==== Input
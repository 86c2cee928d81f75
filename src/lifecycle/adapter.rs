use std::path::PathBuf;

use super::{Lifecycle, PathChange};
use crate::config::ContainerConfig;
use crate::docker::{self, CommandRunner, CommandStatus, DockerCommand, DEFAULT_DOCKER_BIN};
use crate::error::{LifecycleError, Result};
use crate::notify::{Notifier, Severity};

/// Starts and stops the single container described by a [`ContainerConfig`].
///
/// Start always stops first, so at most one container per configuration is
/// ever running. The container is addressed only by its derived name.
pub struct ContainerLifecycle<R, N> {
    config: ContainerConfig,
    docker_bin: String,
    runner: R,
    notifier: N,
}

impl<R: CommandRunner, N: Notifier> ContainerLifecycle<R, N> {
    pub fn new(config: ContainerConfig, runner: R, notifier: N) -> Self {
        Self {
            config,
            docker_bin: DEFAULT_DOCKER_BIN.to_string(),
            runner,
            notifier,
        }
    }

    /// Use a different docker executable
    pub fn with_docker_bin(mut self, docker_bin: impl Into<String>) -> Self {
        self.docker_bin = docker_bin.into();
        self
    }

    pub fn config(&self) -> &ContainerConfig {
        &self.config
    }

    pub fn run_command(&self) -> Result<DockerCommand> {
        docker::run_command(&self.docker_bin, &self.config)
    }

    pub fn stop_command(&self) -> Result<DockerCommand> {
        docker::stop_command(&self.docker_bin, &self.config)
    }
}

impl<R: CommandRunner, N: Notifier> Lifecycle for ContainerLifecycle<R, N> {
    fn start(&self) -> Result<String> {
        let Some(image) = self.config.image.as_deref() else {
            let err = LifecycleError::MissingImage;
            self.notifier.notify(&err.to_string(), Severity::Failed);
            return Err(err);
        };
        let run = self.run_command()?;

        // Exit status is irrelevant here; a missing container is the usual case.
        if let Err(err) = self.stop() {
            tracing::warn!("Stop before start failed: {}", err);
        }

        if let Some(reference) = self.config.image_reference() {
            self.notifier
                .notify(&format!("Starting {}", reference), Severity::Pending);
        }

        if let Err(source) = self.runner.spawn_detached(&run) {
            let err = LifecycleError::Spawn {
                command: run.to_string(),
                source,
            };
            self.notifier
                .notify(&format!("Failed to start {}: {}", image, err), Severity::Failed);
            return Err(err);
        }

        let message = format!("{} is running", image);
        self.notifier.notify(&message, Severity::Success);
        Ok(message)
    }

    fn stop(&self) -> Result<CommandStatus> {
        let cmd = self.stop_command()?;
        let status = self
            .runner
            .run(&cmd)
            .map_err(|source| LifecycleError::Spawn {
                command: cmd.to_string(),
                source,
            })?;

        if !status.success() {
            tracing::debug!("`{}` exited with {:?}", cmd, status.code);
        }
        Ok(status)
    }

    fn reload(&self) -> Result<()> {
        tracing::trace!("reload: nothing to do");
        Ok(())
    }

    fn run_all(&self) -> Result<()> {
        tracing::trace!("run_all: nothing to do");
        Ok(())
    }

    fn on_paths_changed(&self, change: PathChange, paths: &[PathBuf]) -> Result<()> {
        tracing::trace!("{} {} path(s): nothing to do", change, paths.len());
        Ok(())
    }
}

#[cfg(test)]
mod tests {
    use super::*;
    use std::cell::RefCell;
    use std::io;

    #[derive(Default)]
    struct FakeRunner {
        calls: RefCell<Vec<String>>,
        stop_code: i32,
        fail_spawn: bool,
    }

    impl CommandRunner for &FakeRunner {
        fn spawn_detached(&self, cmd: &DockerCommand) -> io::Result<()> {
            self.calls.borrow_mut().push(format!("spawn {}", cmd));
            if self.fail_spawn {
                return Err(io::Error::new(io::ErrorKind::NotFound, "docker not found"));
            }
            Ok(())
        }

        fn run(&self, cmd: &DockerCommand) -> io::Result<CommandStatus> {
            self.calls.borrow_mut().push(format!("run {}", cmd));
            Ok(CommandStatus::from_code(self.stop_code))
        }
    }

    #[derive(Default)]
    struct FakeNotifier(RefCell<Vec<(String, Severity)>>);

    impl Notifier for &FakeNotifier {
        fn notify(&self, message: &str, severity: Severity) {
            self.0.borrow_mut().push((message.to_string(), severity));
        }
    }

    fn redis() -> ContainerConfig {
        ContainerConfig {
            image: Some("redis".to_string()),
            host_port: Some(6379),
            container_port: Some(6379),
            ..Default::default()
        }
    }

    #[test]
    fn start_stops_then_spawns() {
        let runner = FakeRunner::default();
        let notifier = FakeNotifier::default();
        let lifecycle = ContainerLifecycle::new(redis(), &runner, &notifier);

        let message = lifecycle.start().unwrap();

        assert_eq!(message, "redis is running");
        assert_eq!(
            *runner.calls.borrow(),
            vec![
                "run docker stop guard-redis".to_string(),
                "spawn docker run --rm -p 6379:6379 --name=guard-redis redis".to_string(),
            ]
        );
        assert_eq!(
            *notifier.0.borrow(),
            vec![
                ("Starting redis".to_string(), Severity::Pending),
                ("redis is running".to_string(), Severity::Success),
            ]
        );
    }

    #[test]
    fn start_without_image_spawns_nothing() {
        let runner = FakeRunner::default();
        let notifier = FakeNotifier::default();
        let lifecycle = ContainerLifecycle::new(ContainerConfig::default(), &runner, &notifier);

        let err = lifecycle.start().unwrap_err();

        assert!(matches!(err, LifecycleError::MissingImage));
        assert!(runner.calls.borrow().is_empty());
        assert_eq!(
            *notifier.0.borrow(),
            vec![("You must specify an image".to_string(), Severity::Failed)]
        );
    }

    #[test]
    fn failing_stop_does_not_block_start() {
        let runner = FakeRunner {
            stop_code: 1,
            ..Default::default()
        };
        let notifier = FakeNotifier::default();
        let lifecycle = ContainerLifecycle::new(redis(), &runner, &notifier);

        assert!(lifecycle.start().is_ok());
        assert_eq!(runner.calls.borrow().len(), 2);
    }

    #[test]
    fn stop_returns_nonzero_status_as_ok() {
        let runner = FakeRunner {
            stop_code: 1,
            ..Default::default()
        };
        let notifier = FakeNotifier::default();
        let lifecycle = ContainerLifecycle::new(redis(), &runner, &notifier);

        let status = lifecycle.stop().unwrap();

        assert_eq!(status.code, Some(1));
        assert!(notifier.0.borrow().is_empty());
    }

    #[test]
    fn stop_without_image_is_silent() {
        let runner = FakeRunner::default();
        let notifier = FakeNotifier::default();
        let lifecycle = ContainerLifecycle::new(ContainerConfig::default(), &runner, &notifier);

        let err = lifecycle.stop().unwrap_err();

        assert!(matches!(err, LifecycleError::MissingImage));
        assert!(runner.calls.borrow().is_empty());
        assert!(notifier.0.borrow().is_empty());
    }

    #[test]
    fn spawn_failure_is_reported() {
        let runner = FakeRunner {
            fail_spawn: true,
            ..Default::default()
        };
        let notifier = FakeNotifier::default();
        let lifecycle = ContainerLifecycle::new(redis(), &runner, &notifier);

        let err = lifecycle.start().unwrap_err();

        assert!(matches!(err, LifecycleError::Spawn { .. }));
        let notes = notifier.0.borrow();
        let (message, severity) = notes.last().unwrap();
        assert_eq!(*severity, Severity::Failed);
        assert!(message.starts_with("Failed to start redis"));
    }

    #[test]
    fn custom_docker_bin_is_used() {
        let runner = FakeRunner::default();
        let notifier = FakeNotifier::default();
        let lifecycle =
            ContainerLifecycle::new(redis(), &runner, &notifier).with_docker_bin("podman");

        lifecycle.stop().unwrap();

        assert_eq!(*runner.calls.borrow(), vec!["run podman stop guard-redis".to_string()]);
    }

    #[test]
    fn watch_callbacks_are_noops() {
        let runner = FakeRunner::default();
        let notifier = FakeNotifier::default();
        let lifecycle = ContainerLifecycle::new(redis(), &runner, &notifier);

        lifecycle.reload().unwrap();
        lifecycle.run_all().unwrap();
        for change in [PathChange::Added, PathChange::Modified, PathChange::Removed] {
            lifecycle
                .on_paths_changed(change, &[PathBuf::from("src/main.rs")])
                .unwrap();
        }

        assert!(runner.calls.borrow().is_empty());
        assert!(notifier.0.borrow().is_empty());
    }
}
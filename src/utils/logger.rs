use anyhow::Result;
use tracing_subscriber::{fmt, prelude::*, EnvFilter};

/// Initialize the logging system
pub fn init(verbose: bool) -> Result<()> {
    let default_directives = if verbose {
        "guard_docker=debug,warn"
    } else {
        "guard_docker=info,warn"
    };
    let filter = EnvFilter::try_from_default_env()
        .unwrap_or_else(|_| EnvFilter::new(default_directives));

    tracing_subscriber::registry()
        .with(filter)
        .with(
            fmt::layer()
                .with_writer(std::io::stderr)
                .with_target(false)
                .with_thread_ids(false)
                .with_file(false)
                .with_line_number(false)
                .compact(),
        )
        .try_init()?;

    Ok(())
}
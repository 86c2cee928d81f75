//! Recording doubles for the runner and notifier seams.

#![allow(dead_code)]

use std::io;
use std::sync::{Arc, Mutex};

use guard_docker::docker::{CommandRunner, CommandStatus, DockerCommand};
use guard_docker::notify::{Notifier, Severity};

#[derive(Debug, Clone, PartialEq, Eq)]
pub enum Call {
    Detached(DockerCommand),
    Blocking(DockerCommand),
}

impl Call {
    pub fn command(&self) -> &DockerCommand {
        match self {
            Call::Detached(cmd) | Call::Blocking(cmd) => cmd,
        }
    }
}

#[derive(Clone, Default)]
pub struct RecordingRunner {
    calls: Arc<Mutex<Vec<Call>>>,
    exit_code: i32,
}

impl RecordingRunner {
    pub fn with_exit_code(exit_code: i32) -> Self {
        Self {
            exit_code,
            ..Default::default()
        }
    }

    pub fn calls(&self) -> Vec<Call> {
        self.calls.lock().unwrap().clone()
    }
}

impl CommandRunner for RecordingRunner {
    fn spawn_detached(&self, cmd: &DockerCommand) -> io::Result<()> {
        self.calls.lock().unwrap().push(Call::Detached(cmd.clone()));
        Ok(())
    }

    fn run(&self, cmd: &DockerCommand) -> io::Result<CommandStatus> {
        self.calls.lock().unwrap().push(Call::Blocking(cmd.clone()));
        Ok(CommandStatus::from_code(self.exit_code))
    }
}

#[derive(Clone, Default)]
pub struct RecordingNotifier {
    notes: Arc<Mutex<Vec<(String, Severity)>>>,
}

impl RecordingNotifier {
    pub fn notes(&self) -> Vec<(String, Severity)> {
        self.notes.lock().unwrap().clone()
    }
}

impl Notifier for RecordingNotifier {
    fn notify(&self, message: &str, severity: Severity) {
        self.notes
            .lock()
            .unwrap()
            .push((message.to_string(), severity));
    }
}
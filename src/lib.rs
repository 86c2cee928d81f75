//! Start and stop a single Docker container from the lifecycle callbacks of
//! a file-watching host.
//!
//! The host builds a [`ContainerLifecycle`] from a [`ContainerConfig`], a
//! [`CommandRunner`](docker::CommandRunner) and a [`Notifier`](notify::Notifier),
//! then calls [`Lifecycle::start`] once at launch and [`Lifecycle::stop`] at
//! shutdown.

pub mod cli;
pub mod config;
pub mod docker;
pub mod error;
pub mod lifecycle;
pub mod notify;
pub mod utils;

pub use config::ContainerConfig;
pub use error::{LifecycleError, Result};
pub use lifecycle::{ContainerLifecycle, Lifecycle, PathChange};
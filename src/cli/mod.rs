pub mod container;

use anyhow::Result;
use clap::{Args, Parser, Subcommand, ValueEnum};
use std::path::{Path, PathBuf};

use crate::config::{loader, ConfigOverrides};
use crate::docker::{SystemRunner, DEFAULT_DOCKER_BIN};
use crate::lifecycle::ContainerLifecycle;
use crate::notify::{ConsoleNotifier, Notifier, TracingNotifier};

/// Lifecycle adapter as driven from the command line
pub type Session = ContainerLifecycle<SystemRunner, Box<dyn Notifier>>;

#[derive(Parser)]
#[command(name = "guard-docker")]
#[command(version)]
#[command(about = "Start and stop a Docker container alongside a file-watching session", long_about = None)]
#[command(propagate_version = true)]
pub struct Cli {
    #[command(subcommand)]
    command: Commands,

    /// Configuration file (defaults to ./guard-docker.yaml, then ~/.guard-docker/config.yaml)
    #[arg(short, long, global = true, env = "GUARD_DOCKER_CONFIG")]
    config: Option<PathBuf>,

    /// Docker executable to invoke
    #[arg(long, global = true, env = "GUARD_DOCKER_BIN", default_value = DEFAULT_DOCKER_BIN)]
    docker: String,

    /// Where status notifications are sent
    #[arg(long, global = true, value_enum, default_value_t = NotifyTarget::Console)]
    notify: NotifyTarget,

    #[command(flatten)]
    container: ContainerArgs,

    /// Enable verbose output
    #[arg(short, long, global = true)]
    pub verbose: bool,
}

/// Values that override the configuration file
#[derive(Args, Debug, Default)]
struct ContainerArgs {
    /// Docker image to run
    #[arg(long, global = true)]
    image: Option<String>,

    /// Image tag
    #[arg(long, global = true)]
    tag: Option<String>,

    /// Host port to publish (requires --container-port)
    #[arg(long, global = true)]
    host_port: Option<u16>,

    /// Container port to publish (requires --host-port)
    #[arg(long, global = true)]
    container_port: Option<u16>,

    /// Set environment variables (format: KEY=VALUE, repeatable)
    #[arg(short, long = "env", global = true, value_name = "KEY=VALUE")]
    env: Vec<String>,
}

impl ContainerArgs {
    fn into_overrides(self) -> Result<ConfigOverrides> {
        Ok(ConfigOverrides {
            image: self.image,
            tag: self.tag,
            host_port: self.host_port,
            container_port: self.container_port,
            env_vars: parse_env_vars(&self.env)?,
        })
    }
}

#[derive(Clone, Copy, Debug, PartialEq, Eq, ValueEnum)]
enum NotifyTarget {
    /// Coloured status lines on stdout
    Console,
    /// Structured log events on stderr
    Log,
}

impl NotifyTarget {
    fn notifier(self) -> Box<dyn Notifier> {
        match self {
            NotifyTarget::Console => Box::new(ConsoleNotifier),
            NotifyTarget::Log => Box::new(TracingNotifier),
        }
    }
}

#[derive(Subcommand)]
enum Commands {
    /// Stop any previous container, then start a new one in the background
    Start,

    /// Stop the container
    Stop,

    /// Start the container, wait for Ctrl+C, then stop it
    Up,

    /// Print the docker commands without running them
    Commands {
        /// Output as JSON (for programmatic use)
        #[arg(long)]
        json: bool,
    },

    /// Write a template guard-docker.yaml in the current directory
    Init {
        /// Overwrite an existing file
        #[arg(long)]
        force: bool,
    },
}

impl Cli {
    pub async fn execute(self) -> Result<()> {
        let Cli {
            command,
            config,
            docker,
            notify,
            container: container_args,
            ..
        } = self;
        let overrides = container_args.into_overrides()?;

        match command {
            Commands::Init { force } => container::init_config(overrides, force).await,
            Commands::Start => {
                let session = open_session(config.as_deref(), &docker, notify, overrides)?;
                container::start(&session, &docker).await
            }
            Commands::Stop => {
                let session = open_session(config.as_deref(), &docker, notify, overrides)?;
                container::stop(&session).await
            }
            Commands::Up => {
                let session = open_session(config.as_deref(), &docker, notify, overrides)?;
                container::up(&session, &docker).await
            }
            Commands::Commands { json } => {
                let session = open_session(config.as_deref(), &docker, notify, overrides)?;
                container::print_commands(&session, json).await
            }
        }
    }
}

fn open_session(
    config_path: Option<&Path>,
    docker: &str,
    notify: NotifyTarget,
    overrides: ConfigOverrides,
) -> Result<Session> {
    let config = loader::load(config_path)?.with_overrides(overrides);
    Ok(ContainerLifecycle::new(config, SystemRunner, notify.notifier()).with_docker_bin(docker))
}

fn parse_env_vars(env_args: &[String]) -> Result<Vec<(String, String)>> {
    let mut vars = Vec::with_capacity(env_args.len());

    for arg in env_args {
        match arg.split_once('=') {
            Some((key, value)) if !key.is_empty() => {
                vars.push((key.to_string(), value.to_string()));
            }
            _ => anyhow::bail!(
                "Invalid environment variable format: {}. Expected KEY=VALUE",
                arg
            ),
        }
    }

    Ok(vars)
}
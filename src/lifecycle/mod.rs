//! Lifecycle callbacks a file-watching host drives.

pub mod adapter;

use std::fmt;
use std::path::PathBuf;

use crate::docker::CommandStatus;
use crate::error::Result;

pub use adapter::ContainerLifecycle;

/// Kind of file system change reported by the host.
#[derive(Debug, Clone, Copy, PartialEq, Eq, Hash)]
pub enum PathChange {
    Added,
    Modified,
    Removed,
}

impl fmt::Display for PathChange {
    fn fmt(&self, f: &mut fmt::Formatter<'_>) -> fmt::Result {
        let name = match self {
            PathChange::Added => "added",
            PathChange::Modified => "modified",
            PathChange::Removed => "removed",
        };
        f.write_str(name)
    }
}

/// Capabilities a host framework invokes over the life of a session.
///
/// The host calls `start` once at launch and `stop` at shutdown, never
/// concurrently. The remaining callbacks default to doing nothing.
pub trait Lifecycle {
    /// Bring the managed resource up. Returns a human readable status.
    fn start(&self) -> Result<String>;

    /// Tear the managed resource down.
    fn stop(&self) -> Result<CommandStatus>;

    fn reload(&self) -> Result<()> {
        Ok(())
    }

    fn run_all(&self) -> Result<()> {
        Ok(())
    }

    fn on_paths_changed(&self, change: PathChange, paths: &[PathBuf]) -> Result<()> {
        let _ = (change, paths);
        Ok(())
    }
}
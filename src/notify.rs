//! Notification sink for lifecycle status messages.
//!
//! The adapter never writes to the terminal itself; it hands a message and a
//! [`Severity`] to whichever [`Notifier`] it was built with.

use colored::Colorize;
use serde::Serialize;
use std::fmt;

/// Severity tag attached to every notification.
#[derive(Debug, Clone, Copy, PartialEq, Eq, Hash, Serialize)]
#[serde(rename_all = "lowercase")]
pub enum Severity {
    Pending,
    Success,
    Failed,
}

impl Severity {
    pub fn as_str(&self) -> &'static str {
        match self {
            Severity::Pending => "pending",
            Severity::Success => "success",
            Severity::Failed => "failed",
        }
    }
}

impl fmt::Display for Severity {
    fn fmt(&self, f: &mut fmt::Formatter<'_>) -> fmt::Result {
        f.write_str(self.as_str())
    }
}

/// Receives status messages. Return values are never consumed.
pub trait Notifier {
    fn notify(&self, message: &str, severity: Severity);
}

impl<T: Notifier + ?Sized> Notifier for Box<T> {
    fn notify(&self, message: &str, severity: Severity) {
        (**self).notify(message, severity)
    }
}

/// Prints one coloured status line per notification on stdout.
#[derive(Debug, Default, Clone, Copy)]
pub struct ConsoleNotifier;

impl ConsoleNotifier {
    fn render(message: &str, severity: Severity) -> String {
        let marker = match severity {
            Severity::Pending => "=>".blue().bold(),
            Severity::Success => "✓".green().bold(),
            Severity::Failed => "✗".red().bold(),
        };
        format!("{} {}", marker, message)
    }
}

impl Notifier for ConsoleNotifier {
    fn notify(&self, message: &str, severity: Severity) {
        println!("{}", Self::render(message, severity));
    }
}

/// Emits notifications as tracing events.
#[derive(Debug, Default, Clone, Copy)]
pub struct TracingNotifier;

impl Notifier for TracingNotifier {
    fn notify(&self, message: &str, severity: Severity) {
        match severity {
            Severity::Failed => tracing::error!(severity = %severity, "{}", message),
            _ => tracing::info!(severity = %severity, "{}", message),
        }
    }
}
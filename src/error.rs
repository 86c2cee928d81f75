//! Error types for container lifecycle operations.

use thiserror::Error;

/// Result type alias for lifecycle operations.
pub type Result<T> = std::result::Result<T, LifecycleError>;

/// Errors raised by the lifecycle adapter.
///
/// A non-zero exit from `docker stop` is deliberately absent: it is an
/// ordinary outcome and is reported through [`crate::docker::CommandStatus`].
#[derive(Debug, Error)]
pub enum LifecycleError {
    /// No image configured, so no container name can be derived.
    #[error("You must specify an image")]
    MissingImage,

    /// The docker process could not be launched at all.
    #[error("failed to launch `{command}`: {source}")]
    Spawn {
        command: String,
        #[source]
        source: std::io::Error,
    },
}
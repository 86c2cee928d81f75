use anyhow::{Context, Result};
use colored::Colorize;

use super::Session;
use crate::config::{loader::CONFIG_FILE_NAME, ConfigOverrides, ContainerConfig};
use crate::docker;
use crate::lifecycle::Lifecycle;

/// Image written by `init` when none is given
const TEMPLATE_IMAGE: &str = "nginx";

/// Check docker is reachable before a start. Without an image the lifecycle
/// reports the configuration error itself.
fn preflight(session: &Session, docker_bin: &str) -> Result<()> {
    if session.config().image.is_some() {
        let path = docker::ensure_available(docker_bin)?;
        tracing::debug!("Using docker at {}", path.display());
    }
    Ok(())
}

pub async fn start(session: &Session, docker_bin: &str) -> Result<()> {
    preflight(session, docker_bin)?;
    let message = session.start()?;
    tracing::debug!("{}", message);
    Ok(())
}

pub async fn stop(session: &Session) -> Result<()> {
    let status = session.stop()?;
    match status.code {
        Some(0) => tracing::info!("Stopped {}", session.config().container_name().unwrap_or_default()),
        Some(code) => tracing::debug!("docker stop exited with code {}", code),
        None => tracing::debug!("docker stop was terminated by a signal"),
    }
    Ok(())
}

pub async fn up(session: &Session, docker_bin: &str) -> Result<()> {
    start(session, docker_bin).await?;

    println!("  Press Ctrl+C to stop\n");
    tokio::signal::ctrl_c()
        .await
        .context("Failed to listen for Ctrl+C")?;

    tracing::info!("Shutting down");
    stop(session).await
}

pub async fn print_commands(session: &Session, json: bool) -> Result<()> {
    let run = session
        .run_command()
        .context("Cannot build the docker run command")?;
    let stop = session
        .stop_command()
        .context("Cannot build the docker stop command")?;

    if json {
        let output = serde_json::json!({
            "container_name": session.config().container_name(),
            "run": run,
            "stop": stop,
        });
        println!("{}", serde_json::to_string_pretty(&output)?);
    } else {
        println!("{}  {}", "run:".bold(), run);
        println!("{} {}", "stop:".bold(), stop);
    }

    Ok(())
}

pub async fn init_config(overrides: ConfigOverrides, force: bool) -> Result<()> {
    let path = std::env::current_dir()?.join(CONFIG_FILE_NAME);
    if path.exists() && !force {
        anyhow::bail!(
            "{} already exists. Use --force to overwrite it.",
            path.display()
        );
    }

    let image = overrides
        .image
        .clone()
        .unwrap_or_else(|| TEMPLATE_IMAGE.to_string());
    let config = ContainerConfig::template(&image).with_overrides(overrides);

    std::fs::write(&path, config.to_yaml()?)
        .with_context(|| format!("Failed to write config file: {}", path.display()))?;

    println!("{} Created {}", "✓".green().bold(), path.display());
    Ok(())
}
use serde::Serialize;
use std::fmt;

use crate::config::ContainerConfig;
use crate::error::{LifecycleError, Result};

/// Program invoked when none is configured
pub const DEFAULT_DOCKER_BIN: &str = "docker";

/// A docker invocation: the program plus its argument vector.
#[derive(Debug, Clone, PartialEq, Eq, Serialize)]
pub struct DockerCommand {
    pub program: String,
    pub args: Vec<String>,
}

impl DockerCommand {
    pub fn new(program: &str) -> Self {
        Self {
            program: program.to_string(),
            args: Vec::new(),
        }
    }

    fn arg(mut self, arg: impl Into<String>) -> Self {
        self.args.push(arg.into());
        self
    }
}

impl fmt::Display for DockerCommand {
    fn fmt(&self, f: &mut fmt::Formatter<'_>) -> fmt::Result {
        f.write_str(&self.program)?;
        for arg in &self.args {
            write!(f, " {}", arg)?;
        }
        Ok(())
    }
}

/// Build `docker run --rm [-p H:C] [-e K=V]... --name=<name> <image>[:<tag>]`
pub fn run_command(program: &str, config: &ContainerConfig) -> Result<DockerCommand> {
    let name = config.container_name().ok_or(LifecycleError::MissingImage)?;
    let image = config.image_reference().ok_or(LifecycleError::MissingImage)?;

    let mut cmd = DockerCommand::new(program).arg("run").arg("--rm");

    if let Some(mapping) = config.port_mapping() {
        cmd = cmd.arg("-p").arg(mapping);
    }

    for (key, value) in &config.env_vars {
        cmd = cmd.arg("-e").arg(format!("{}={}", key, value));
    }

    Ok(cmd.arg(format!("--name={}", name)).arg(image))
}

/// Build `docker stop <name>`
pub fn stop_command(program: &str, config: &ContainerConfig) -> Result<DockerCommand> {
    let name = config.container_name().ok_or(LifecycleError::MissingImage)?;
    Ok(DockerCommand::new(program).arg("stop").arg(name))
}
========
▶ [How to complete this task] Gather and copy every line of the data in which the string "trace" is found.

▶ [Your response]
        tracing::trace!("reload: nothing to do");
        tracing::trace!("run_all: nothing to do");
        tracing::trace!("{} {} path(s): nothing to do", change, paths.len());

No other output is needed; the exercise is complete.